Reproduce the data, keeping every word exactly as it is.

+ + +

//! Scope parsing
//!
//! A scope such as `"home/hotel"` names a page (`home`) and an optional
//! subpath (`hotel`). All keys of one page share a bucket; the subpath is
//! folded into the item key as `"hotel>city"`. The `global` page never
//! prefixes keys.

use crate::{CacheError, Result};

/// Page name that opts out of subpath prefixing
pub const GLOBAL_PAGE: &str = "global";

/// Separator between subpath and key inside an item key
pub const SUBPATH_DELIMITER: char = '>';

/// Result of resolving a scope and key
#[derive(Debug, Clone, PartialEq, Eq)]
pub struct ResolvedKey {
    /// Page part of the scope, `None` when the scope was empty
    pub page: Option<String>,
    /// Key of the item inside the page bucket
    pub item_key: String,
}

impl ResolvedKey {
    /// Page name with `default_page` substituted for an empty scope
    pub fn page_or<'a>(&'a self, default_page: &'a str) -> &'a str {
        self.page.as_deref().unwrap_or(default_page)
    }
}

/// Whether `page` is the flat global page
pub fn is_global_page(page: &str) -> bool {
    page == GLOBAL_PAGE
}

/// Resolve `scope` and `key` into a page and an item key
pub fn resolve(scope: &str, key: &str, separator: &str) -> Result<ResolvedKey> {
    if separator.is_empty() {
        return Err(CacheError::invalid_scope("scope separator must not be empty."));
    }

    let mut trimmed = scope.trim_end();
    if let Some(stripped) = trimmed.strip_suffix(separator) {
        trimmed = stripped.trim_end();
    }

    let (page, subpath) = match trimmed.find(separator) {
        Some(idx) => (
            trimmed[..idx].trim(),
            trimmed[idx + separator.len()..].trim(),
        ),
        None => (trimmed.trim(), ""),
    };

    let item_key = if is_global_page(page) || subpath.is_empty() {
        key.to_string()
    } else {
        format!("{}{}{}", subpath, SUBPATH_DELIMITER, key)
    };

    Ok(ResolvedKey {
        page: (!page.is_empty()).then(|| page.to_string()),
        item_key,
    })
}

#[cfg(test)]
mod tests {
    use super::*;

    fn resolved(page: Option<&str>, item_key: &str) -> ResolvedKey {
        ResolvedKey {
            page: page.map(str::to_string),
            item_key: item_key.to_string(),
        }
    }

    #[test]
    fn test_global_scope_never_prefixes() {
        assert_eq!(resolve("global", "age", "/").unwrap(), resolved(Some("global"), "age"));
        assert_eq!(
            resolve("global/flight", "age", "/").unwrap(),
            resolved(Some("global"), "age")
        );
    }

    #[test]
    fn test_page_with_subpath() {
        assert_eq!(
            resolve("home/hotel", "city", "/").unwrap(),
            resolved(Some("home"), "hotel>city")
        );
        assert_eq!(
            resolve("home/hotel/rooms", "city", "/").unwrap(),
            resolved(Some("home"), "hotel/rooms>city")
        );
    }

    #[test]
    fn test_page_without_subpath() {
        assert_eq!(resolve("home", "city", "/").unwrap(), resolved(Some("home"), "city"));
        assert_eq!(resolve("home/", "city", "/").unwrap(), resolved(Some("home"), "city"));
    }

    #[test]
    fn test_whitespace_and_trailing_separator_are_trimmed() {
        assert_eq!(
            resolve("  home / hotel /  ", "city", "/").unwrap(),
            resolved(Some("home"), "hotel>city")
        );
    }

    #[test]
    fn test_empty_scope_has_no_page() {
        assert_eq!(resolve("", "city", "/").unwrap(), resolved(None, "city"));
        assert_eq!(resolve("  / ", "city", "/").unwrap(), resolved(None, "city"));
        assert_eq!(resolved(None, "city").page_or("$page$"), "$page$");
    }

    #[test]
    fn test_multi_char_separator() {
        assert_eq!(
            resolve("home::hotel", "city", "::").unwrap(),
            resolved(Some("home"), "hotel>city")
        );
        assert_eq!(
            resolve("home/hotel", "city", "::").unwrap(),
            resolved(Some("home/hotel"), "city")
        );
    }

    #[test]
    fn test_empty_separator_is_rejected() {
        let err = resolve("home", "city", "").unwrap_err();
        assert!(matches!(err, CacheError::InvalidScope { .. }));
    }

    #[test]
    fn test_resolution_is_repeatable() {
        let first = resolve("home/hotel", "city", "/").unwrap();
        let second = resolve("home/hotel", "city", "/").unwrap();
        assert_eq!(first, second);
    }
}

+ + +

**Task output**.
//! Scope parsing
//!
//! A scope such as `"home/hotel"` names a page (`home`) and an optional
//! subpath (`hotel`). All keys of one page share a bucket; the subpath is
//! folded into the item key as `"hotel>city"`. The `global` page never
//! prefixes keys.

use crate::{CacheError, Result};

/// Page name that opts out of subpath prefixing
pub const GLOBAL_PAGE: &str = "global";

/// Separator between subpath and key inside an item key
pub const SUBPATH_DELIMITER: char = '>';

/// Result of resolving a scope and key
#[derive(Debug, Clone, PartialEq, Eq)]
pub struct ResolvedKey {
    /// Page part of the scope, `None` when the scope was empty
    pub page: Option<String>,
    /// Key of the item inside the page bucket
    pub item_key: String,
}

impl ResolvedKey {
    /// Page name with `default_page` substituted for an empty scope
    pub fn page_or<'a>(&'a self, default_page: &'a str) -> &'a str {
        self.page.as_deref().unwrap_or(default_page)
    }
}

/// Whether `page` is the flat global page
pub fn is_global_page(page: &str) -> bool {
    page == GLOBAL_PAGE
}

/// Resolve `scope` and `key` into a page and an item key
pub fn resolve(scope: &str, key: &str, separator: &str) -> Result<ResolvedKey> {
    if separator.is_empty() {
        return Err(CacheError::invalid_scope("scope separator must not be empty."));
    }

    let mut trimmed = scope.trim_end();
    if let Some(stripped) = trimmed.strip_suffix(separator) {
        trimmed = stripped.trim_end();
    }

    let (page, subpath) = match trimmed.find(separator) {
        Some(idx) => (
            trimmed[..idx].trim(),
            trimmed[idx + separator.len()..].trim(),
        ),
        None => (trimmed.trim(), ""),
    };

    let item_key = if is_global_page(page) || subpath.is_empty() {
        key.to_string()
    } else {
        format!("{}{}{}", subpath, SUBPATH_DELIMITER, key)
    };

    Ok(ResolvedKey {
        page: (!page.is_empty()).then(|| page.to_string()),
        item_key,
    })
}

#[cfg(test)]
mod tests {
    use super::*;

    fn resolved(page: Option<&str>, item_key: &str) -> ResolvedKey {
        ResolvedKey {
            page: page.map(str::to_string),
            item_key: item_key.to_string(),
        }
    }

    #[test]
    fn test_global_scope_never_prefixes() {
        assert_eq!(resolve("global", "age", "/").unwrap(), resolved(Some("global"), "age"));
        assert_eq!(
            resolve("global/flight", "age", "/").unwrap(),
            resolved(Some("global"), "age")
        );
    }

    #[test]
    fn test_page_with_subpath() {
        assert_eq!(
            resolve("home/hotel", "city", "/").unwrap(),
            resolved(Some("home"), "hotel>city")
        );
        assert_eq!(
            resolve("home/hotel/rooms", "city", "/").unwrap(),
            resolved(Some("home"), "hotel/rooms>city")
        );
    }

    #[test]
    fn test_page_without_subpath() {
        assert_eq!(resolve("home", "city", "/").unwrap(), resolved(Some("home"), "city"));
        assert_eq!(resolve("home/", "city", "/").unwrap(), resolved(Some("home"), "city"));
    }

    #[test]
    fn test_whitespace_and_trailing_separator_are_trimmed() {
        assert_eq!(
            resolve("  home / hotel /  ", "city", "/").unwrap(),
            resolved(Some("home"), "hotel>city")
        );
    }

    #[test]
    fn test_empty_scope_has_no_page() {
        assert_eq!(resolve("", "city", "/").unwrap(), resolved(None, "city"));
        assert_eq!(resolve("  / ", "city", "/").unwrap(), resolved(None, "city"));
        assert_eq!(resolved(None, "city").page_or("$page$"), "$page$");
    }

    #[test]
    fn test_multi_char_separator() {
        assert_eq!(
            resolve("home::hotel", "city", "::").unwrap(),
            resolved(Some("home"), "hotel>city")
        );
        assert_eq!(
            resolve("home/hotel", "city", "::").unwrap(),
            resolved(Some("home/hotel"), "city")
        );
    }

    #[test]
    fn test_empty_separator_is_rejected() {
        let err = resolve("home", "city", "").unwrap_err();
        assert!(matches!(err, CacheError::InvalidScope { .. }));
    }

    #[test]
    fn test_resolution_is_repeatable() {
        let first = resolve("home/hotel", "city", "/").unwrap();
        let second = resolve("home/hotel", "city", "/").unwrap();
        assert_eq!(first, second);
    }
}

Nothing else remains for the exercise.